Friday, September 24

The word robot was born a hundred years ago | EL PAÍS Weekly: The Pulse



“Robot!”, Replied the painter Josef Čapek, with a mouth full of brushes, to the question of his brother Karel, writer, what name to give the artificial assistant of the man in the play that was ending. Karel didn’t have to think much about it. Robot: the word perfectly suited his artificial character. Also, it was familiar: jobIn Czech and other Slavic languages, it means “hard work.”

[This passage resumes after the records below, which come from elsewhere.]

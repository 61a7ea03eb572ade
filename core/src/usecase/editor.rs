use std::collections::HashMap;
use std::time::{Duration, Instant};

use chrono::NaiveDate;

use crate::calendar::{is_weekend, MonthKey};
use crate::model::selection::Selection;
use crate::model::stats::MonthlyStats;
use crate::repository::AttendanceRepository;
use crate::service::attendance_service::AttendanceService;
use crate::usecase::scheduler::SaveScheduler;

#[derive(Debug, Clone, Copy, PartialEq, Eq)]
pub struct EditorTimings {
    pub debounce: Duration,
    pub double_click: Duration,
    pub saved_indicator: Duration,
}

impl Default for EditorTimings {
    fn default() -> Self {
        Self {
            debounce: Duration::from_millis(300),
            double_click: Duration::from_millis(300),
            saved_indicator: Duration::from_millis(2000),
        }
    }
}

#[derive(Debug, Clone, Copy, PartialEq, Eq)]
pub enum SaveStatus {
    Idle,
    Saving,
    Saved,
}

/// Month editing session: the current month, its marks, and the debounced
/// persistence of those marks.
///
/// All timing comes in through `now` arguments; the caller drives `tick`.
pub struct MonthEditor<'a, R: AttendanceRepository> {
    service: &'a AttendanceService<R>,
    month: MonthKey,
    selection: Selection,
    last_click: HashMap<NaiveDate, Instant>,
    scheduler: SaveScheduler<Selection>,
    status: SaveStatus,
    saved_until: Option<Instant>,
    timings: EditorTimings,
}

impl<'a, R: AttendanceRepository> MonthEditor<'a, R> {
    pub fn new(service: &'a AttendanceService<R>, month: MonthKey, timings: EditorTimings) -> Self {
        let selection = load_or_empty(service, month);
        Self {
            service,
            month,
            selection,
            last_click: HashMap::new(),
            scheduler: SaveScheduler::new(timings.debounce),
            status: SaveStatus::Idle,
            saved_until: None,
            timings,
        }
    }

    pub fn month(&self) -> MonthKey {
        self.month
    }

    pub fn selection(&self) -> &Selection {
        &self.selection
    }

    pub fn status(&self) -> SaveStatus {
        self.status
    }

    pub fn stats(&self) -> MonthlyStats {
        MonthlyStats::compute(self.month, &self.selection)
    }

    pub fn has_pending_save(&self) -> bool {
        !self.scheduler.is_empty()
    }

    /// Earliest instant at which `tick` has work to do.
    pub fn next_deadline(&self) -> Option<Instant> {
        [self.scheduler.next_deadline(), self.saved_until]
            .into_iter()
            .flatten()
            .min()
    }

    /// A click on a calendar day. Weekends and days outside the current month
    /// are ignored. A second click on the same day inside the double-click
    /// window toggles it as a holiday instead.
    ///
    /// Returns whether the selection changed.
    pub fn click(&mut self, date: NaiveDate, now: Instant) -> bool {
        if is_weekend(date) || !self.month.contains(date) {
            return false;
        }

        let double = self
            .last_click
            .get(&date)
            .is_some_and(|last| now.saturating_duration_since(*last) < self.timings.double_click);

        if double {
            self.selection.toggle_holiday(date);
            self.last_click.remove(&date);
        } else {
            self.selection.toggle_working(date);
            self.last_click.insert(date, now);
        }
        self.schedule_save(now);
        true
    }

    /// Toggles a holiday directly, without the double-click gesture.
    pub fn toggle_holiday(&mut self, date: NaiveDate, now: Instant) -> bool {
        if is_weekend(date) || !self.month.contains(date) {
            return false;
        }
        self.selection.toggle_holiday(date);
        self.last_click.remove(&date);
        self.schedule_save(now);
        true
    }

    /// Empties the month and deletes its record right away.
    pub fn clear(&mut self, now: Instant) {
        self.selection.clear();
        self.last_click.clear();
        self.scheduler.cancel(self.month);
        match self.service.clear_month(self.month) {
            Ok(()) => self.mark_saved(now),
            Err(_) => self.mark_idle(),
        }
    }

    /// Switches months. A save still pending for the month being left is
    /// written first so quick navigation never drops edits.
    pub fn navigate_to(&mut self, month: MonthKey, now: Instant) {
        if month == self.month {
            return;
        }
        if let Some(pending) = self.scheduler.take(self.month) {
            self.persist(self.month, &pending, now);
        }
        tracing::debug!(from = %self.month, to = %month, "navigating");
        self.month = month;
        self.selection = load_or_empty(self.service, month);
        self.last_click.clear();
    }

    pub fn next_month(&mut self, now: Instant) {
        self.navigate_to(self.month.succ(), now);
    }

    pub fn prev_month(&mut self, now: Instant) {
        self.navigate_to(self.month.pred(), now);
    }

    /// Runs due saves and expires the "saved" indicator.
    pub fn tick(&mut self, now: Instant) {
        for (month, selection) in self.scheduler.take_due(now) {
            self.persist(month, &selection, now);
        }
        if self.status == SaveStatus::Saved && self.saved_until.is_some_and(|t| t <= now) {
            self.mark_idle();
        }
    }

    /// Writes every pending save immediately, e.g. before exiting.
    pub fn flush(&mut self, now: Instant) {
        for (month, selection) in self.scheduler.drain() {
            self.persist(month, &selection, now);
        }
    }

    fn schedule_save(&mut self, now: Instant) {
        self.scheduler.schedule(self.month, self.selection.clone(), now);
        self.status = SaveStatus::Saving;
        self.saved_until = None;
    }

    fn persist(&mut self, month: MonthKey, selection: &Selection, now: Instant) {
        match self.service.save_month(month, selection) {
            Ok(_) => self.mark_saved(now),
            // Already logged by the service; the edit stays in memory.
            Err(_) => self.mark_idle(),
        }
    }

    fn mark_saved(&mut self, now: Instant) {
        if self.scheduler.is_empty() {
            self.status = SaveStatus::Saved;
            self.saved_until = Some(now + self.timings.saved_indicator);
        }
    }

    fn mark_idle(&mut self) {
        self.status = if self.scheduler.is_empty() {
            SaveStatus::Idle
        } else {
            SaveStatus::Saving
        };
        self.saved_until = None;
    }
}

fn load_or_empty<R: AttendanceRepository>(service: &AttendanceService<R>, month: MonthKey) -> Selection {
    service.load_month(month).unwrap_or_default()
}
mod logging;
mod report;
mod tui;

use std::path::PathBuf;

use anyhow::{Context, Result};
use attendance_core::{
    format_date, is_weekend, parse_date, render_pdf, AttendanceService, Config,
    FileAttendanceRepository, MonthKey, MonthlyStats, ReportDto, SaveOutcome,
    YearlyReportUseCase, MAX_YEAR, MIN_YEAR,
};
use chrono::{Datelike, Local, NaiveDate};
use clap::Parser;

#[derive(Parser)]
#[command(name = "attendance")]
#[command(about = "Track office attendance against the 60% policy", long_about = None)]
struct Cli {
    /// Directory holding the attendance store (default: ~/.attendance)
    #[arg(long, global = true)]
    data_dir: Option<PathBuf>,

    #[command(subcommand)]
    command: Option<Commands>,
}

#[derive(clap::Subcommand)]
enum Commands {
    /// Open the Terminal User Interface
    Tui,
    /// Mark a day as worked in the office (usage: mark 2025-06-02)
    Mark { date: String },
    /// Mark a day as a holiday
    Holiday { date: String },
    /// Remove any mark from a day
    Unmark { date: String },
    /// Delete every mark of a month (usage: clear 2025-06)
    Clear { month: String },
    /// Show attendance figures for a month (default: current month)
    Stats { month: Option<String> },
    /// Print the yearly summary (default: current year)
    Report {
        #[arg(value_parser = year_parser())]
        year: Option<i32>,
    },
    /// Write the yearly report as a PDF
    Export {
        #[arg(value_parser = year_parser())]
        year: Option<i32>,
        /// Output file (default: attendance-report-YYYY.pdf in the current directory)
        #[arg(short, long)]
        output: Option<PathBuf>,
    },
}

enum Mark {
    Working,
    Holiday,
    Unmarked,
}

fn year_parser() -> clap::builder::RangedI64ValueParser<i32> {
    clap::value_parser!(i32).range(i64::from(MIN_YEAR)..=i64::from(MAX_YEAR))
}

fn main() -> Result<()> {
    let cli = Cli::parse();
    let config = Config::load(cli.data_dir).context("failed to load configuration")?;
    let _log_guard = logging::init(&config.log_dir);
    tracing::info!(data_dir = ?config.data_dir, "attendance starting");

    let service = AttendanceService::new(FileAttendanceRepository::new(&config.data_dir));
    let current_year = Local::now().year();

    match cli.command {
        Some(Commands::Mark { date }) => apply_mark(&service, &date, Mark::Working)?,
        Some(Commands::Holiday { date }) => apply_mark(&service, &date, Mark::Holiday)?,
        Some(Commands::Unmark { date }) => apply_mark(&service, &date, Mark::Unmarked)?,
        Some(Commands::Clear { month }) => {
            let month: MonthKey = month.parse()?;
            service.clear_month(month)?;
            println!("Cleared attendance for {}.", month);
        }
        Some(Commands::Stats { month }) => {
            let month = match month {
                Some(m) => m.parse()?,
                None => MonthKey::current(),
            };
            let selection = service.load_month(month)?;
            let stats = MonthlyStats::compute(month, &selection);
            report::show_month(month, &selection, &stats);
        }
        Some(Commands::Report { year }) => {
            let summary = YearlyReportUseCase::new(&service)
                .get_yearly_summary(year.unwrap_or(current_year))?;
            report::show_report(&ReportDto::from_summary(&summary));
        }
        Some(Commands::Export { year, output }) => {
            let summary = YearlyReportUseCase::new(&service)
                .get_yearly_summary(year.unwrap_or(current_year))?;
            let report = ReportDto::from_summary(&summary);
            let path = output.unwrap_or_else(|| PathBuf::from(report.file_name()));
            let bytes = render_pdf(&report, Local::now().date_naive())?;
            std::fs::write(&path, bytes)
                .with_context(|| format!("failed to write {}", path.display()))?;
            println!("Report written to {}", path.display());
        }
        Some(Commands::Tui) | None => {
            tui::run(&service, &config)?;
        }
    }

    tracing::info!("attendance exiting");
    Ok(())
}

fn apply_mark(
    service: &AttendanceService<FileAttendanceRepository>,
    input: &str,
    mark: Mark,
) -> Result<()> {
    let date: NaiveDate = parse_date(input)?;
    if is_weekend(date) {
        println!("Error: {} is a weekend; weekends are never counted.", format_date(date));
        return Ok(());
    }

    let month = MonthKey::from_date(date);
    let mut selection = service.load_month(month)?;
    match mark {
        Mark::Working => selection.mark_working(date),
        Mark::Holiday => selection.mark_holiday(date),
        Mark::Unmarked => {
            if !selection.unmark(date) {
                println!("{} has no mark.", format_date(date));
                return Ok(());
            }
        }
    }

    match service.save_month(month, &selection)? {
        SaveOutcome::Saved(record) => println!(
            "Saved {}: {} working, {} holiday, attendance {}%",
            month,
            record.working_days.len(),
            record.holidays.len(),
            record.attendance_percentage
        ),
        SaveOutcome::Deleted => println!("{} has no marks left; record removed.", month),
    }
    println!("{}", MonthlyStats::compute(month, &selection).remaining_message());
    Ok(())
}

#[cfg(test)]
mod tests {
    use super::*;

    #[test]
    fn test_report_year_must_fit_a_month_key() {
        assert!(Cli::try_parse_from(["attendance", "report", "2025"]).is_ok());
        assert!(Cli::try_parse_from(["attendance", "report", "300000"]).is_err());
        assert!(Cli::try_parse_from(["attendance", "export", "-1"]).is_err());
    }
}
use attendance_core::{
    calendar_grid, is_weekend, MonthKey, MonthlyStats, ReportDto, Selection,
};
use tabled::builder::Builder;
use tabled::settings::object::Rows;
use tabled::settings::{Color, Modify, Style};
use tabled::{Table, Tabled};

// Helper struct for Table Row
#[derive(Tabled)]
struct ReportTableRow {
    #[tabled(rename = "Month")]
    month: String,
    #[tabled(rename = "Attendance%")]
    attendance: String,
    #[tabled(rename = "Working Days")]
    working_days: String,
    #[tabled(rename = "Holidays")]
    holidays: String,
    #[tabled(rename = "Target Status")]
    target_status: String,
}

pub fn show_report(report: &ReportDto) {
    println!("\n\x1b[1;36m{}\x1b[0m", report.title());
    println!("Average Attendance: {}%", report.average_attendance);
    println!("Target Achievement: {}", report.target_line());

    let rows: Vec<ReportTableRow> = report
        .rows
        .iter()
        .map(|row| ReportTableRow {
            month: row.month.clone(),
            attendance: row.attendance.clone(),
            working_days: row.working_days.clone(),
            holidays: row.holidays.clone(),
            target_status: row.target_status.clone(),
        })
        .collect();

    let mut table = Table::new(rows);
    table
        .with(Style::modern())
        .with(Modify::new(Rows::first()).with(Color::FG_CYAN));

    println!("{}", table);
}

pub fn show_month(month: MonthKey, selection: &Selection, stats: &MonthlyStats) {
    println!("\n\x1b[1;36m{} {}\x1b[0m", month.name(), month.year());

    let mut builder = Builder::default();
    builder.push_record(["Sun", "Mon", "Tue", "Wed", "Thu", "Fri", "Sat"]);
    for week in calendar_grid(month) {
        builder.push_record(week.iter().map(|day| {
            if !month.contains(*day) {
                String::new()
            } else if selection.is_working(*day) && !is_weekend(*day) {
                format!("{} W", day.format("%-d"))
            } else if selection.is_holiday(*day) && !is_weekend(*day) {
                format!("{} H", day.format("%-d"))
            } else {
                day.format("%-d").to_string()
            }
        }));
    }
    let mut table = builder.build();
    table
        .with(Style::modern())
        .with(Modify::new(Rows::first()).with(Color::FG_CYAN));
    println!("{}", table);

    println!("Total Working Days:   {}", stats.total_working_days);
    println!("Total Holidays:       {}", stats.holiday_count);
    println!("Required Office Days: {}", stats.required_working_days);
    println!("Attendance:           {}%", stats.attendance_percentage);
    println!("{}", stats.remaining_message());
}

This scene took place exactly one hundred years ago. The play was titled RUR O Rossum’s Universal Robots. The name Rossum means “intelligence” in the Slavic languages, so that the title already implied that it was about artificial intelligence that had to be at the service of man. Yet Čapek was always mindful of the horror that gripped him when, a few years earlier, war technology had turned against man in World War I. He observed with fear the scientific evolution of artificial intelligence and in his work he portrayed a rebellion of robots that end up dominating man. It was released in 1921, was very successful on the European and American stages, and was translated into 30 languages.

But most of all, it brought the word “robot” to the world. And with it he marked a whole line of novels and films that, also after World War II, followed the development of robotics with fear. Perhaps the best known of all is 2001: A Space OdysseyKubrick’s film version of some Arthur Clarke stories. Here, too, the computer Hal is acquiring human properties and, feeling threatened, rebels and ends up becoming a murderer of men.

A few years ago, at the Grec Festival in Barcelona, ​​I saw the play The three sisters, by Antón Chekhov, staged by the Seinendan Theater Company and the great theatrical innovator Oriza Hirata, who worked with actors as well as androids and robots. As I entered the theater, I imagined that I would see another dystopia about men being dominated by those who must have been their assistants. But no: both androids and robots coexisted in the play quietly with humans. The robot, a funny cartoon, played the role of one of the sisters, like the android; both — or rather, both — were immersed, even if they didn’t want to, in the world of feelings.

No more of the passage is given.